▸ **EXERCISE OBJECTIVE**
Pick out the lines below with "ExplorerError" and list them.

[Dataset entries]
===

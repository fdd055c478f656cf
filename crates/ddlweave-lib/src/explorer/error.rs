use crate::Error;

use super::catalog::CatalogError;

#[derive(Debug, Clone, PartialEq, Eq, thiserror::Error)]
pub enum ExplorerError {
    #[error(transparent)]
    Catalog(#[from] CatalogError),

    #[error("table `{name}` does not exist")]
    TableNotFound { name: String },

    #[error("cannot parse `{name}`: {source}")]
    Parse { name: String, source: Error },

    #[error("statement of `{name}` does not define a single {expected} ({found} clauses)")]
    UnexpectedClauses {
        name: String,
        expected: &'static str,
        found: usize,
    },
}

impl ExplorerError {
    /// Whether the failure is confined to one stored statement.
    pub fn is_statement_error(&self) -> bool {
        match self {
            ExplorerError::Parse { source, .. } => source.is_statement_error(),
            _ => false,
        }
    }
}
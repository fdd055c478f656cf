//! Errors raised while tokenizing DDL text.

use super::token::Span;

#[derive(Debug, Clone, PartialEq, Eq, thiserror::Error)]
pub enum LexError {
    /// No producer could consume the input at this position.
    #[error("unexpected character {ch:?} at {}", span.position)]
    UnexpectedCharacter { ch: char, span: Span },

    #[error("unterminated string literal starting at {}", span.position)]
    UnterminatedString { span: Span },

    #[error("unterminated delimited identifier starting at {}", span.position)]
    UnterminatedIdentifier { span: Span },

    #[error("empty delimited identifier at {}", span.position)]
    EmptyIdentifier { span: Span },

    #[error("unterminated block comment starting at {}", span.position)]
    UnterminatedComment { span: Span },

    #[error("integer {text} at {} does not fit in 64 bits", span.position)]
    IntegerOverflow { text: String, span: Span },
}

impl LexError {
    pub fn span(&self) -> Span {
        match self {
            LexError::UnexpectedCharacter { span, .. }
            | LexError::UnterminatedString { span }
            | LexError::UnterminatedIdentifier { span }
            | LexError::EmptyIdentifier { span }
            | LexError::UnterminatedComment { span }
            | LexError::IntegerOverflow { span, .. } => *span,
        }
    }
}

===

▸ **EXERCISE RESPONSE**
pub enum ExplorerError {
impl ExplorerError {
            ExplorerError::Parse { source, .. } => source.is_statement_error(),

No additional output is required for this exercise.